Every line in the listing below from the one with "self.constant(TypeId::I32, ExactValue::Integer(i as" through the one with "A private constant" is to be reproduced exactly, both ends included; leave out the rest.

━━━━━━

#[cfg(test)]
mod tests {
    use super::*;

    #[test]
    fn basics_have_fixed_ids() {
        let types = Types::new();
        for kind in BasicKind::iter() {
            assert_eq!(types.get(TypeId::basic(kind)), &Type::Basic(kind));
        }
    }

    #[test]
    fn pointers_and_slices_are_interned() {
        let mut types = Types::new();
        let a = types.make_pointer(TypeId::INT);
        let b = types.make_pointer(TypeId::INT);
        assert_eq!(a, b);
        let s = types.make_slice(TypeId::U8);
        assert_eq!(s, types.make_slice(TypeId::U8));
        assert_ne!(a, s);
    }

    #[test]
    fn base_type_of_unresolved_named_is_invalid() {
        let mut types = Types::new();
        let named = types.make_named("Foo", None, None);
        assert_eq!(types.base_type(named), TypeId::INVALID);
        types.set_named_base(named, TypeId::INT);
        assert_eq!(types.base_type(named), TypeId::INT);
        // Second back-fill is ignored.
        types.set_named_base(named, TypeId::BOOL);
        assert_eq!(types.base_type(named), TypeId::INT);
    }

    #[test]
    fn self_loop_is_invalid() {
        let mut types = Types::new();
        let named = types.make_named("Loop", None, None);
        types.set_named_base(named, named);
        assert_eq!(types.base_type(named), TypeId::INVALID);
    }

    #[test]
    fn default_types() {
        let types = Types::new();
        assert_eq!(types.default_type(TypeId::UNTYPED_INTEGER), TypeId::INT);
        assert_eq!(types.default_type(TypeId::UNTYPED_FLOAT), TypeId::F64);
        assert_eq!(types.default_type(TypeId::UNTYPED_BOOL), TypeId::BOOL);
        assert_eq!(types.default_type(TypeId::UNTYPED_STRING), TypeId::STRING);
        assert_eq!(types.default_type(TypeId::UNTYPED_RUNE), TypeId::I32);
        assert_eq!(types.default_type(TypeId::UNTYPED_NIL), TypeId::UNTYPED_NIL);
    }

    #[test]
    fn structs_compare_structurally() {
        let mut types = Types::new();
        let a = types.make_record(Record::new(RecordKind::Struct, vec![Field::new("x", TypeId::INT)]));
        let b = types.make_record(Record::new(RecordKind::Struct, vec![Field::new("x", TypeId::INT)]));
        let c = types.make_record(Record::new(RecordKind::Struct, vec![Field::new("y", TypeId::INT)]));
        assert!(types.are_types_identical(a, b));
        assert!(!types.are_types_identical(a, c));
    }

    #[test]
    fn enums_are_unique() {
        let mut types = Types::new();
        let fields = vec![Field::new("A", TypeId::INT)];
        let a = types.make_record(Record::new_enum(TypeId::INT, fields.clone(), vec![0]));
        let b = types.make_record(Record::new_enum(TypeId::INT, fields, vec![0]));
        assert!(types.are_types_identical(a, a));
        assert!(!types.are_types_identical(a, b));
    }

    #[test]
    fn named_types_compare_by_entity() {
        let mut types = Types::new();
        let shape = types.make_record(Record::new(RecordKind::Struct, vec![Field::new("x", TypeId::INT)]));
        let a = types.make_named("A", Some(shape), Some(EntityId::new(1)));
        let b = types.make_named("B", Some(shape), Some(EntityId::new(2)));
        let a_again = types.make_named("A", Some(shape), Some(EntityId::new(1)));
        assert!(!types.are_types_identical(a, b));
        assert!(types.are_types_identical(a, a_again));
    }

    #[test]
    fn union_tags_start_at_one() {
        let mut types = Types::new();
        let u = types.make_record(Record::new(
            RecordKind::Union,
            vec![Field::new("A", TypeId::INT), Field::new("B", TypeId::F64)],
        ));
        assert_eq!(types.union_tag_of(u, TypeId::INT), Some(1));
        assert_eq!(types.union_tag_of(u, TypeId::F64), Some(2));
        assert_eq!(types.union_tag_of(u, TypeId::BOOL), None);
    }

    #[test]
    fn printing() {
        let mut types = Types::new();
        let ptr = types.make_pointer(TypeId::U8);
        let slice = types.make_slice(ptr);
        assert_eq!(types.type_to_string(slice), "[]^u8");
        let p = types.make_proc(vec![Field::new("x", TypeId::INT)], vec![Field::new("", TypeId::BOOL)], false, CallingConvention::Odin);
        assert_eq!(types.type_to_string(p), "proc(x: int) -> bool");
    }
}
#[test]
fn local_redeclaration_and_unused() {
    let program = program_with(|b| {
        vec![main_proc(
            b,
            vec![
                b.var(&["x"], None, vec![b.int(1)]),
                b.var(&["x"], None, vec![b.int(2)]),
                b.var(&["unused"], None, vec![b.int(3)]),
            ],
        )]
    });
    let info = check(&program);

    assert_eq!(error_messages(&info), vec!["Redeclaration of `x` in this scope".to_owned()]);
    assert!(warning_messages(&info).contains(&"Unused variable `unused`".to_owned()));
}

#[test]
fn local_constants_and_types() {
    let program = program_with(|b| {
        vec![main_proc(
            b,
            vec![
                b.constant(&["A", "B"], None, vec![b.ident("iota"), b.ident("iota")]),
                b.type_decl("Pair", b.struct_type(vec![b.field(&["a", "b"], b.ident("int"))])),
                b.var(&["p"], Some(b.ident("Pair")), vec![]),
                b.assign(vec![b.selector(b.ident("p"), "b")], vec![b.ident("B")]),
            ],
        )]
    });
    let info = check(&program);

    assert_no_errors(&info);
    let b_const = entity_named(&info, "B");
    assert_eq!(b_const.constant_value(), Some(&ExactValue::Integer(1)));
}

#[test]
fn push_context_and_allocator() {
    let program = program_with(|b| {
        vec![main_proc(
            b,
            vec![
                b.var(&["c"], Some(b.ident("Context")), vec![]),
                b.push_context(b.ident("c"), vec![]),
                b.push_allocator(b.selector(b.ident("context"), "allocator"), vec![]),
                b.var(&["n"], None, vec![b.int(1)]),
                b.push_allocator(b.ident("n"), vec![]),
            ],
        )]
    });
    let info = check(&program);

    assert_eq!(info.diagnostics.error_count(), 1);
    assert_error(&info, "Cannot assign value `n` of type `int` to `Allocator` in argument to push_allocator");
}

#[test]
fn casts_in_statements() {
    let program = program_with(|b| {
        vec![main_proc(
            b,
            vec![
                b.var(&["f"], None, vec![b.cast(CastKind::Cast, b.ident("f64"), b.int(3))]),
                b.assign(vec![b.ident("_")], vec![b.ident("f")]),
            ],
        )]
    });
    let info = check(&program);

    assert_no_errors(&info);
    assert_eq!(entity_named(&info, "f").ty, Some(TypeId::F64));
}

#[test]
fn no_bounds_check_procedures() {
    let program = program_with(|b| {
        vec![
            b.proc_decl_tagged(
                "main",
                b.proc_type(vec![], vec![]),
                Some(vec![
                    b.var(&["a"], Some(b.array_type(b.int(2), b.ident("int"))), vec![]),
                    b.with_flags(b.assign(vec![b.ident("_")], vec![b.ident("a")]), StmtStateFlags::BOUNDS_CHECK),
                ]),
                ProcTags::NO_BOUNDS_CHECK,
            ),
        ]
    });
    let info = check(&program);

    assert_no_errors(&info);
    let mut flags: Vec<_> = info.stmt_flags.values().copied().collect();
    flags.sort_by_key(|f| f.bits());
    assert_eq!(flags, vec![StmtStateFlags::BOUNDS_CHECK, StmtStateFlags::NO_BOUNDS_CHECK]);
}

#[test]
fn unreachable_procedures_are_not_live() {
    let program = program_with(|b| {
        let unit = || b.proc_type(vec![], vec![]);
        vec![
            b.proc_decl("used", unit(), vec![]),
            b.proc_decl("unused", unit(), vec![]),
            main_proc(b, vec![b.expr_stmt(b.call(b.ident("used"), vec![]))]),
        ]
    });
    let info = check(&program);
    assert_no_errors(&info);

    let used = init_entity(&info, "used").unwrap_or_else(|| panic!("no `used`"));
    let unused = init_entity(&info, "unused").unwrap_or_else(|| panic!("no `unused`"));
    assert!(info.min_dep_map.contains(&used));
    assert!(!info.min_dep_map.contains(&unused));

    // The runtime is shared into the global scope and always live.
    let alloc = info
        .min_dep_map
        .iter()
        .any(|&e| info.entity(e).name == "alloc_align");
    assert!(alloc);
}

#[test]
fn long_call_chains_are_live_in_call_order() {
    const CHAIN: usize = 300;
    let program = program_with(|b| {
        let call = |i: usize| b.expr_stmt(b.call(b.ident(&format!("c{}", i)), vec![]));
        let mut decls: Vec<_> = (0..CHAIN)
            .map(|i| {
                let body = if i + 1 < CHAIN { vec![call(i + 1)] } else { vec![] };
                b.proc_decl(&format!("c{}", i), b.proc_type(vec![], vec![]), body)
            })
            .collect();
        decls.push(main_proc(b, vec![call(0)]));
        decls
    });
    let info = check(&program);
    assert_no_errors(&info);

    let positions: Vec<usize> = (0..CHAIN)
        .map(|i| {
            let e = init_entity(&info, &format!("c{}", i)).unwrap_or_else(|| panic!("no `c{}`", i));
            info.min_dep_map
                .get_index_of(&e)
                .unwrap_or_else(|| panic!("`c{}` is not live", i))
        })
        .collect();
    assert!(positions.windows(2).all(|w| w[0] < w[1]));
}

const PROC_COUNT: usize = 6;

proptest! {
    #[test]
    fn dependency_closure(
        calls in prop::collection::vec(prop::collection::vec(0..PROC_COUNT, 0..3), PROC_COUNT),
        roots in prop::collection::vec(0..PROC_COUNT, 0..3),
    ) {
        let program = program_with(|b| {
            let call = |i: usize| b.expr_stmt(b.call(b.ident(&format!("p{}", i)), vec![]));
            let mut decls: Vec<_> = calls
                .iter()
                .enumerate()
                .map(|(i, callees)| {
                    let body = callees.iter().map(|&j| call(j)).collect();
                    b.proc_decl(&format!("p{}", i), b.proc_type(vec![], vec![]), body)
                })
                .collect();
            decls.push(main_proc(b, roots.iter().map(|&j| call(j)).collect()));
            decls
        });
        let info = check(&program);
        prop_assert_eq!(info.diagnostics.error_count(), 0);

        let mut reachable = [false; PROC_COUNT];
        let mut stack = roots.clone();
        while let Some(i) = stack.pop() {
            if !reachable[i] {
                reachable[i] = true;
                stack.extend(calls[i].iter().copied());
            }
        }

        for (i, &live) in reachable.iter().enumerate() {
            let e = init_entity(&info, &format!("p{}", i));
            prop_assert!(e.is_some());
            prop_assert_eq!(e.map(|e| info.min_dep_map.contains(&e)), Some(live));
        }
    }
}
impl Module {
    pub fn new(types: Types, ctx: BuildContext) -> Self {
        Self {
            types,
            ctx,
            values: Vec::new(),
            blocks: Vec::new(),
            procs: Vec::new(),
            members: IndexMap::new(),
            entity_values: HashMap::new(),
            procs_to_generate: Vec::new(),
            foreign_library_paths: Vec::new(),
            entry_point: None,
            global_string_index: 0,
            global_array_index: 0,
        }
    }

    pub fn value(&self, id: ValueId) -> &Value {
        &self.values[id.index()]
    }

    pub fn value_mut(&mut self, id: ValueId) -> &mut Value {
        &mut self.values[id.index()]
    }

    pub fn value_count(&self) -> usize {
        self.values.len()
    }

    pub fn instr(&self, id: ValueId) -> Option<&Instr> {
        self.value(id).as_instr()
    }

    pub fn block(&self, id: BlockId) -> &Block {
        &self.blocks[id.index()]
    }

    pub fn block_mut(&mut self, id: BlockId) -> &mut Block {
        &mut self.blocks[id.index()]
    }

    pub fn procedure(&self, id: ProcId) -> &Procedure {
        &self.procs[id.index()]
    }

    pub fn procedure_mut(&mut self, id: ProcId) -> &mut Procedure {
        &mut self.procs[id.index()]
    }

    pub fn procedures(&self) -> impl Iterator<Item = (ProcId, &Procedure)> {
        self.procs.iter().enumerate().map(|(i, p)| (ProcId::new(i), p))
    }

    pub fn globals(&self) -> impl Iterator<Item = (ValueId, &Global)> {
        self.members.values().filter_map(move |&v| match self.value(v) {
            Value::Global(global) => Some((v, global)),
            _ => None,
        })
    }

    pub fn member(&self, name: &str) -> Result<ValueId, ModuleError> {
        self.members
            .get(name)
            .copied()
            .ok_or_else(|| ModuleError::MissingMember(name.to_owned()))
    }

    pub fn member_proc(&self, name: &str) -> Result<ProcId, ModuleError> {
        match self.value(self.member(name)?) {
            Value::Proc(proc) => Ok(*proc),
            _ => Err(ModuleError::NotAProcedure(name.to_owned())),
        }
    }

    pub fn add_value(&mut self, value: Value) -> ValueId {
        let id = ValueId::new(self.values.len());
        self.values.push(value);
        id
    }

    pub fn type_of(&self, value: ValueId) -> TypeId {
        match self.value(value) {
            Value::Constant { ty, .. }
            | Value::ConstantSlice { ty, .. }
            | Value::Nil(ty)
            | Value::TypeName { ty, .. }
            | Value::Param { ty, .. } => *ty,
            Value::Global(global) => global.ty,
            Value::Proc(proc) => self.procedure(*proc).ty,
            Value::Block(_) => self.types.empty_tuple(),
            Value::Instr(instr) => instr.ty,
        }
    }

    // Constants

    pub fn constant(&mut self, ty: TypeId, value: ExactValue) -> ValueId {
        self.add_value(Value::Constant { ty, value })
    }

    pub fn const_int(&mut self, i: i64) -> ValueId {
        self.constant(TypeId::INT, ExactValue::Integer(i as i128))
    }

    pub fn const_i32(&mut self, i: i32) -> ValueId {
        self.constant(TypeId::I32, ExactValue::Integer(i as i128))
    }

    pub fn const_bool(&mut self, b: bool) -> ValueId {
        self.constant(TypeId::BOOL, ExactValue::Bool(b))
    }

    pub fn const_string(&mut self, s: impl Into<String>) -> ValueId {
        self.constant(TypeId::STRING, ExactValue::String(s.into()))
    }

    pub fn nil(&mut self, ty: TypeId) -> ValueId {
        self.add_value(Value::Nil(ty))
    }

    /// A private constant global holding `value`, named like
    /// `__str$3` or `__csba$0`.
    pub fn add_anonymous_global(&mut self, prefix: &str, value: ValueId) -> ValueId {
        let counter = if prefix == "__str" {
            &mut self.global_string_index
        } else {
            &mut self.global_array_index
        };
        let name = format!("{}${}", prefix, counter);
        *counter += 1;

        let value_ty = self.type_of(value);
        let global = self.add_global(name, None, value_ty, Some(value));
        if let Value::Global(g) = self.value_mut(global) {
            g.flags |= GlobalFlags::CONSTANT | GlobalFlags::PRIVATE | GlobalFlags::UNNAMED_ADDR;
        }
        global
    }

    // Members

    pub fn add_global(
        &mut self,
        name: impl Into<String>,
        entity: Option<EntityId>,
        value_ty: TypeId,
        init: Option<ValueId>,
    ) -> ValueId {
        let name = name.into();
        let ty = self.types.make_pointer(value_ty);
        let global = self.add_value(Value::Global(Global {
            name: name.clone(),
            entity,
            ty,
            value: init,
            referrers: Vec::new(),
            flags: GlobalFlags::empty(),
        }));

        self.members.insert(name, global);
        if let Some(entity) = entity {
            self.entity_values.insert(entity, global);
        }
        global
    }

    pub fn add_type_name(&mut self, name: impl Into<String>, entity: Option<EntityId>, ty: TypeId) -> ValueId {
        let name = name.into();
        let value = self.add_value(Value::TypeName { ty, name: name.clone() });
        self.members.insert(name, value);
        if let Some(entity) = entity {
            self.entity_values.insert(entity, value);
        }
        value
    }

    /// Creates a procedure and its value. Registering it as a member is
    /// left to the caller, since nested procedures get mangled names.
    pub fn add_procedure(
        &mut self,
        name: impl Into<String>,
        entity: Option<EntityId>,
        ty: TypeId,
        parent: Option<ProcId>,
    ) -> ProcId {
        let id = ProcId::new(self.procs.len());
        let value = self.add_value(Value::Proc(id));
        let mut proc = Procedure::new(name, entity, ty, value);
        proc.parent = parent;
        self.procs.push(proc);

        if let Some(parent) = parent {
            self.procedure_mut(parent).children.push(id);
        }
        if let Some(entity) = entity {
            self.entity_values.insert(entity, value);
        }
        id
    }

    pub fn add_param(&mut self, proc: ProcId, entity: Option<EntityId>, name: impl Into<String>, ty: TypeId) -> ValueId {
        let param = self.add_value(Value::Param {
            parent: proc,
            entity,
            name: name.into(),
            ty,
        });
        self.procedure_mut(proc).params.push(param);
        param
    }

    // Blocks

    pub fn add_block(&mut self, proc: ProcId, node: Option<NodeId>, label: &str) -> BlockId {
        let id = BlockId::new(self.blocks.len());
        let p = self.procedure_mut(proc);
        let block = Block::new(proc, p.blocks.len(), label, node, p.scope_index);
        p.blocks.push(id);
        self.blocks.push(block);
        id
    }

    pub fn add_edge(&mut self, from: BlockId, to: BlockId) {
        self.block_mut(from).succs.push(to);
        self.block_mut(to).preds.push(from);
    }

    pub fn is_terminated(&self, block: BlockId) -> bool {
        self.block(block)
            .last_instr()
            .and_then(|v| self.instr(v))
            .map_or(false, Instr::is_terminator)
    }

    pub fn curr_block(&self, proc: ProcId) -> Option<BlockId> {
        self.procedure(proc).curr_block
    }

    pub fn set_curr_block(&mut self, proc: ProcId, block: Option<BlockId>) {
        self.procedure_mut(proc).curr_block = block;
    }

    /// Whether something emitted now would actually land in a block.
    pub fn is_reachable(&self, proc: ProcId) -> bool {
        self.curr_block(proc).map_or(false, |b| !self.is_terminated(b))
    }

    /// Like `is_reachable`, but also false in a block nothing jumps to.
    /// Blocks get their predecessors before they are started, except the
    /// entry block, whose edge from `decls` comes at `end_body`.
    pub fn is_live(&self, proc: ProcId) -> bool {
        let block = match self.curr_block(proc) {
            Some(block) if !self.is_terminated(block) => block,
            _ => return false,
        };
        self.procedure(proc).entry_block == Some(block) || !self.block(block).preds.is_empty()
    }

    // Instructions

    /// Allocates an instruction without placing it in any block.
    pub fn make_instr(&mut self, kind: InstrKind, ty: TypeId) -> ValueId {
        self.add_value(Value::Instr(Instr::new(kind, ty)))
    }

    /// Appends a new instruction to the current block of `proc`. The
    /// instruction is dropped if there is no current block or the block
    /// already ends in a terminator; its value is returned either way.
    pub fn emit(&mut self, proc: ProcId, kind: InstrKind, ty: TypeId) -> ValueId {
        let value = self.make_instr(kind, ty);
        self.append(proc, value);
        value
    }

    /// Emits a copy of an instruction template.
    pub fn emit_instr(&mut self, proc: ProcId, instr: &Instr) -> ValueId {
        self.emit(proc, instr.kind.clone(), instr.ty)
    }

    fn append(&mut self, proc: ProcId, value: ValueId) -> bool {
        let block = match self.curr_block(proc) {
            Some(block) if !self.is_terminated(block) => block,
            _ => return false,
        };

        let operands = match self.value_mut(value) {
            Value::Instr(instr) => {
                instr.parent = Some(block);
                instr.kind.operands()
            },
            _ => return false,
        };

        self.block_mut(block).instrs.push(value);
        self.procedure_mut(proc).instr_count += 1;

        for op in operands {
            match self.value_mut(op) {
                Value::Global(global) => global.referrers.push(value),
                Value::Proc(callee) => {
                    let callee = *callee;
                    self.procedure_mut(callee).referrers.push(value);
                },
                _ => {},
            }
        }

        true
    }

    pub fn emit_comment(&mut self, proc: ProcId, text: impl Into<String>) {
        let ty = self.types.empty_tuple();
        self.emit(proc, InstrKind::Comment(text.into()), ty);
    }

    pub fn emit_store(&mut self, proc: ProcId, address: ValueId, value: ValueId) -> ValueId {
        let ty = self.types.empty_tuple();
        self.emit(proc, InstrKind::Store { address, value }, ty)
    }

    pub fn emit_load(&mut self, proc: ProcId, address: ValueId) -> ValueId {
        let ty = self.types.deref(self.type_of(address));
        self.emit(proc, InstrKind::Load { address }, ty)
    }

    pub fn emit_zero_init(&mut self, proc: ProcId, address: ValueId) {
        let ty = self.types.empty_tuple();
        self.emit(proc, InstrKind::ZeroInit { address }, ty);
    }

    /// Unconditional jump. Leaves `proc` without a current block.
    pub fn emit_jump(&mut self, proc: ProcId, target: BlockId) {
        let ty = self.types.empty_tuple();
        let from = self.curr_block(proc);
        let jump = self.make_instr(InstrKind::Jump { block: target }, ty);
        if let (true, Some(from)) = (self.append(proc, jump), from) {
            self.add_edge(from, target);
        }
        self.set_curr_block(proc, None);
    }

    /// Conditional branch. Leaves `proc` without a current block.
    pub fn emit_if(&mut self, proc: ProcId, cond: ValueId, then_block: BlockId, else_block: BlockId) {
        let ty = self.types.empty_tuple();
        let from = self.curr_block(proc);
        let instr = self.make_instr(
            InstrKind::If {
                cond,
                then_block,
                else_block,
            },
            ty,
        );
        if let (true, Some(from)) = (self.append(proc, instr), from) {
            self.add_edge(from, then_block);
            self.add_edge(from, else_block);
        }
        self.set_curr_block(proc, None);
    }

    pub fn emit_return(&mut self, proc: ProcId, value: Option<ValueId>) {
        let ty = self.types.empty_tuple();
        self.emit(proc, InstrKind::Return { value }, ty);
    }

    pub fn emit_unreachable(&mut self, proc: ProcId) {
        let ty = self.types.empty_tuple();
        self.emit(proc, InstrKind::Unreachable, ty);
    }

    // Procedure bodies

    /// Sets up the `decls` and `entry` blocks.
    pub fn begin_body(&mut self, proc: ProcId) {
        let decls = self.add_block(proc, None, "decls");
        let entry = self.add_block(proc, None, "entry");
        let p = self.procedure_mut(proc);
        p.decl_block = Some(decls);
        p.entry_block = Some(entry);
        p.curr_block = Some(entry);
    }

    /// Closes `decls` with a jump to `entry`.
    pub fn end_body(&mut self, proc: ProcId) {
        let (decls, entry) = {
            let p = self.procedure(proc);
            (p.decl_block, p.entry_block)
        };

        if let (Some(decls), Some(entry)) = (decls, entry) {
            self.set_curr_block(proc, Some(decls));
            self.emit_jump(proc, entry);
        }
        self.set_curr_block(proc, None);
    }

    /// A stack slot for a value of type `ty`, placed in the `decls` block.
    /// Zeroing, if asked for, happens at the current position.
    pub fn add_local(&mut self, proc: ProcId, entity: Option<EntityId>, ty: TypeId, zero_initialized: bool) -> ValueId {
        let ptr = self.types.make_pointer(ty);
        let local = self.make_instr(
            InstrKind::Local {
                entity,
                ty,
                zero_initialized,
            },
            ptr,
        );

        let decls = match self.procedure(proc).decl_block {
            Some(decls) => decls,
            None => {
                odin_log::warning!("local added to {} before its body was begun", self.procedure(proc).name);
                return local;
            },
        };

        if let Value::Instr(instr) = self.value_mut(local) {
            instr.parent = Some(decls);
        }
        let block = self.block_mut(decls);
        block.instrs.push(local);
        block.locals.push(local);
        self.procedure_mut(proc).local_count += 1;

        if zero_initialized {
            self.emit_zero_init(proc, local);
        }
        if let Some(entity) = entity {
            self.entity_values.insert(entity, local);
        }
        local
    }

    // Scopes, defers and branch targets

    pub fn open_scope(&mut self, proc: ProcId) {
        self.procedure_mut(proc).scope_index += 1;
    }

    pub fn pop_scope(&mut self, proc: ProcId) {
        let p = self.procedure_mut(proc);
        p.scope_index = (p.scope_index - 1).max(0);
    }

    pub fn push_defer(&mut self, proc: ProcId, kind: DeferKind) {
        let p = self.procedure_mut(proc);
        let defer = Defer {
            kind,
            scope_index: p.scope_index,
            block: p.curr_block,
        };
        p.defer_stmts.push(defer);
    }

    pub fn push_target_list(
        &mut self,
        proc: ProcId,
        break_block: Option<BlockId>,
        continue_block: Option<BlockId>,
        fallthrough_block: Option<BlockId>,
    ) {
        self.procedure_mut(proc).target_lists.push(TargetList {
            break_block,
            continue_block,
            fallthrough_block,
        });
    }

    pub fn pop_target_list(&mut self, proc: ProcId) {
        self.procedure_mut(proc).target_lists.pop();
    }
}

━━━━━━

- _ANSWER SECTION_:
        self.constant(TypeId::I32, ExactValue::Integer(i as i128))
    }

    pub fn const_bool(&mut self, b: bool) -> ValueId {
        self.constant(TypeId::BOOL, ExactValue::Bool(b))
    }

    pub fn const_string(&mut self, s: impl Into<String>) -> ValueId {
        self.constant(TypeId::STRING, ExactValue::String(s.into()))
    }

    pub fn nil(&mut self, ty: TypeId) -> ValueId {
        self.add_value(Value::Nil(ty))
    }

    /// A private constant global holding `value`, named like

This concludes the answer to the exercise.